Auditor General report claims Heavy Load project violated state finance regulation

The Auditor General has published an audit report on the Kumundhoo Harbor Project that was contracted to Maldivian Democratic Party (MDP) Chairperson ‘Reeko’ Moosa Manik’s Heavy Load company by the Housing Ministry.

The Auditor General in his report noted that the work was assigned to Heavy Load in violation of article 8.25 of the State Finance Regulation.

‘’Article 8.25 of the Finance Regulation states that any work that costs more than Rf1.5 million (US$100,000) should be assigned to a party by the Tender Evaluation Board in an open bid, and that the interested parties should submit details of the work,’’ Auditor General said in the report. ‘’But the Kumundhoo Harbor Project was not assigned to the party accordingly.’’

According to the report, the project that was supposed to be finished in six months was finished in 31 months, and the government had to pay Rf 22.2 Million for a project originally budgeted at Rf 10.3 million project.

The project was assigned to Heavy Load on 21 November 2007, but the physical work of the project was started on 10 March 2008, according to the audit report.

While the project was going on, Heavy Load reported to the government that there were hard areas that excavators could not dig and the work came to a halt. The ministry then inspected the area and found that the area required explosives to continue the project.

‘’It is to be noted that hard areas can be identified with a diving inspection and that this type of inspection was not done before the work started,’’ the Auditor General said in the report.

The Auditor General’s report said that Rf 4.7 million (US$307,000) was paid to Heavy Load for the days they had to wait without work in return for keeping their equipment and staff on the island, adding that all the days that the party was paid for ‘Idle Time’ could not be considered as such because there was other work the contractor could have been completing.

Heavy Load was paid different rates for the time the company had to wait without work, the Auditor General’s report said. The ministry’s determined rate was Rf23845.77 based on the total amount of the project.

‘’But for the 49 days the contractor had to wait without work from 12 June 2008 to 30 July 2008, Heavy Load was paid Rf27,197.80 per day and for the days between 19 September 2008 and 18 October 2008 the contractor was paid Rf24,299.33,’’ the Audit Report said, adding that the contractor received extra Rf 177,856.17 in total.

The Auditor General also noted that the contractor was given an extra 195 days to complete the project after failing to complete it by the original due date, but after the 195 days only 45 percent of the work was completed.

According to the ‘Appendix to Tender’ agreement made between the ministry and contractor, if the contractor failed to complete the project in the time allocated, the contractor was to be fined 0.1 percent of the total cost of the project for each day.
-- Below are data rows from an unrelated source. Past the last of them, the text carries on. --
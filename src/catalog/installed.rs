//! Install-state of packages reported by the host

use std::fmt;
use std::str::FromStr;

use serde::{Deserialize, Serialize};

use crate::host::{HostSource, InstalledPackage};
use crate::version::info::is_preview;

/// How a package ended up in the host project
#[derive(Debug, Clone, Copy, PartialEq, Eq, Hash, Serialize, Deserialize)]
#[serde(rename_all = "lowercase")]
pub enum InstallSource {
    /// Listed in the project manifest
    Direct,
    /// Pulled in by another package
    Indirect,
    /// Lives inside the project's package folder
    Embedded,
    /// Referenced from a path on disk
    Local,
}

impl InstallSource {
    /// Every source, in declaration order
    pub const ALL: [InstallSource; 4] = [
        InstallSource::Direct,
        InstallSource::Indirect,
        InstallSource::Embedded,
        InstallSource::Local,
    ];

    pub fn as_str(&self) -> &'static str {
        match self {
            InstallSource::Direct => "direct",
            InstallSource::Indirect => "indirect",
            InstallSource::Embedded => "embedded",
            InstallSource::Local => "local",
        }
    }

    pub fn display_name(&self) -> &'static str {
        match self {
            InstallSource::Direct => "Direct",
            InstallSource::Indirect => "Indirect",
            InstallSource::Embedded => "Embedded",
            InstallSource::Local => "Local",
        }
    }

    /// Only direct registry dependencies can be converted into embedded packages
    pub fn is_embeddable(&self) -> bool {
        matches!(self, InstallSource::Direct)
    }

    /// Classify a host-reported package
    pub fn classify(source: HostSource, is_direct: bool) -> Self {
        match source {
            HostSource::Embedded => InstallSource::Embedded,
            HostSource::Local | HostSource::LocalTarball => InstallSource::Local,
            _ if is_direct => InstallSource::Direct,
            _ => InstallSource::Indirect,
        }
    }
}

impl fmt::Display for InstallSource {
    fn fmt(&self, f: &mut fmt::Formatter<'_>) -> fmt::Result {
        f.write_str(self.as_str())
    }
}

impl FromStr for InstallSource {
    type Err = ();

    fn from_str(s: &str) -> Result<Self, Self::Err> {
        match s {
            "direct" => Ok(InstallSource::Direct),
            "indirect" => Ok(InstallSource::Indirect),
            "embedded" => Ok(InstallSource::Embedded),
            "local" => Ok(InstallSource::Local),
            _ => Err(()),
        }
    }
}

/// Install-state of one package in the host project
#[derive(Debug, Clone, PartialEq, Eq)]
pub struct InstalledInfo {
    pub installed_version: String,
    pub source: InstallSource,
    pub upgrade_version: Option<String>,
}

impl InstalledInfo {
    pub fn from_package(package: &InstalledPackage) -> Self {
        Self {
            installed_version: package.version.clone(),
            source: InstallSource::classify(package.source, package.is_direct),
            upgrade_version: upgrade_version(package),
        }
    }
}

/// Compute the version an installed package should be upgraded to, if any.
///
/// `compatible_versions` is ordered oldest to newest. Packages installed from
/// disk (embedded, local, tarball) or from an unknown source never upgrade, and
/// neither does a package already at its verified version. A verified version
/// newer than the installed one wins. Otherwise the compatible list is scanned
/// from newest down to the installed version. Preview candidates are only
/// acceptable when the installed version is itself a preview, and in that case
/// the newest preview candidate is preferred over a newer stable one so the
/// package stays on its preview track.
pub fn upgrade_version(package: &InstalledPackage) -> Option<String> {
    if matches!(
        package.source,
        HostSource::Embedded | HostSource::Local | HostSource::LocalTarball | HostSource::Unknown
    ) {
        return None;
    }

    let installed = package.version.as_str();
    let compatible = &package.compatible_versions;

    if let Some(verified) = package.verified_version.as_deref().filter(|v| !v.is_empty()) {
        if verified == installed {
            return None;
        }

        let position = |version: &str| compatible.iter().position(|v| v == version);
        let verified_index = position(verified);
        if verified_index.is_some() && verified_index > position(installed) {
            return Some(verified.to_string());
        }
    }

    let installed_is_preview = is_preview(installed);
    let mut stable_candidate = None;

    for candidate in compatible.iter().rev() {
        if candidate == installed {
            break;
        }

        if is_preview(candidate) {
            if installed_is_preview {
                return Some(candidate.clone());
            }
        } else if stable_candidate.is_none() {
            if !installed_is_preview {
                return Some(candidate.clone());
            }
            stable_candidate = Some(candidate.clone());
        }
    }

    stable_candidate
}

#[cfg(test)]
mod tests {
    use super::*;
    use rstest::rstest;

    fn installed(
        version: &str,
        source: HostSource,
        compatible: &[&str],
        verified: Option<&str>,
    ) -> InstalledPackage {
        InstalledPackage {
            name: "com.test.pkg".to_string(),
            version: version.to_string(),
            source,
            is_direct: true,
            compatible_versions: compatible.iter().map(|v| v.to_string()).collect(),
            verified_version: verified.map(String::from),
            ..Default::default()
        }
    }

    #[rstest]
    #[case(HostSource::Embedded)]
    #[case(HostSource::Local)]
    #[case(HostSource::LocalTarball)]
    #[case(HostSource::Unknown)]
    fn upgrade_version_is_none_for_disk_and_unknown_sources(#[case] source: HostSource) {
        let package = installed("1.0.0", source, &["1.0.0", "2.0.0"], None);
        assert_eq!(upgrade_version(&package), None);
    }

    #[test]
    fn upgrade_version_is_none_when_installed_is_verified() {
        let package = installed("1.0.0", HostSource::Registry, &["1.0.0", "2.0.0"], Some("1.0.0"));
        assert_eq!(upgrade_version(&package), None);
    }

    #[test]
    fn upgrade_version_prefers_newer_verified_version() {
        let package = installed(
            "1.0.0",
            HostSource::Registry,
            &["1.0.0", "1.5.0", "2.0.0"],
            Some("1.5.0"),
        );
        assert_eq!(upgrade_version(&package), Some("1.5.0".to_string()));
    }

    #[test]
    fn upgrade_version_ignores_older_verified_version() {
        let package = installed(
            "1.5.0",
            HostSource::Registry,
            &["1.0.0", "1.5.0", "2.0.0"],
            Some("1.0.0"),
        );
        assert_eq!(upgrade_version(&package), Some("2.0.0".to_string()));
    }

    #[rstest]
    #[case("1.0.0", &["1.0.0", "1.1.0-preview", "1.1.0"], Some("1.1.0"))]
    #[case("1.0.0", &["1.0.0", "1.1.0-preview"], None)]
    #[case("1.1.0", &["1.0.0", "1.1.0"], None)]
    #[case("1.0.0-preview", &["1.0.0-preview", "1.1.0-preview", "1.1.0"], Some("1.1.0-preview"))]
    #[case("1.0.0-preview", &["1.0.0-preview", "1.0.0"], Some("1.0.0"))]
    #[case("0.9.0", &[], None)]
    fn upgrade_version_scans_compatible_versions(
        #[case] version: &str,
        #[case] compatible: &[&str],
        #[case] expected: Option<&str>,
    ) {
        let package = installed(version, HostSource::Registry, compatible, None);
        assert_eq!(upgrade_version(&package), expected.map(String::from));
    }

    #[rstest]
    #[case(HostSource::Registry, true, InstallSource::Direct)]
    #[case(HostSource::Git, false, InstallSource::Indirect)]
    #[case(HostSource::Embedded, true, InstallSource::Embedded)]
    #[case(HostSource::LocalTarball, true, InstallSource::Local)]
    fn classify_maps_host_sources(
        #[case] source: HostSource,
        #[case] is_direct: bool,
        #[case] expected: InstallSource,
    ) {
        assert_eq!(InstallSource::classify(source, is_direct), expected);
    }

    #[test]
    fn install_source_round_trips_through_str() {
        for source in InstallSource::ALL {
            assert_eq!(source.as_str().parse::<InstallSource>(), Ok(source));
        }
        assert!(InstallSource::Direct.is_embeddable());
        assert!(!InstallSource::Indirect.is_embeddable());
    }
}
‘’But after the contractor failed to finish the project, it was given extra five months without any fines,’’ the Audit Report noted. ‘’While the government had paid the contractor Rf 4.7 Million to recover any losses contractor might suffer for idle time, the contractor was not fined for the days the project was delayed due to the contractor’s negligence. The government had not cited the loss for the government and islanders of Kumundhoo, and all the benefit was given to the contractor.’’

The Auditor General also noted that an advance payment was paid to the contractor in violation to the Finance Regulation.

‘’The Finance Regulation article 8.23 states that the highest amount that can be paid in advance is 15 percent of the total cost of the project, but the contractor was paid Rf 5 Million which is 38 percent of the total cost of the project,’’ the Audit Report noted.

The Auditor General’s report said that the Auditor General’s Office did not receive the ‘Defects Liabilities Inspection Report’ done by the ministry.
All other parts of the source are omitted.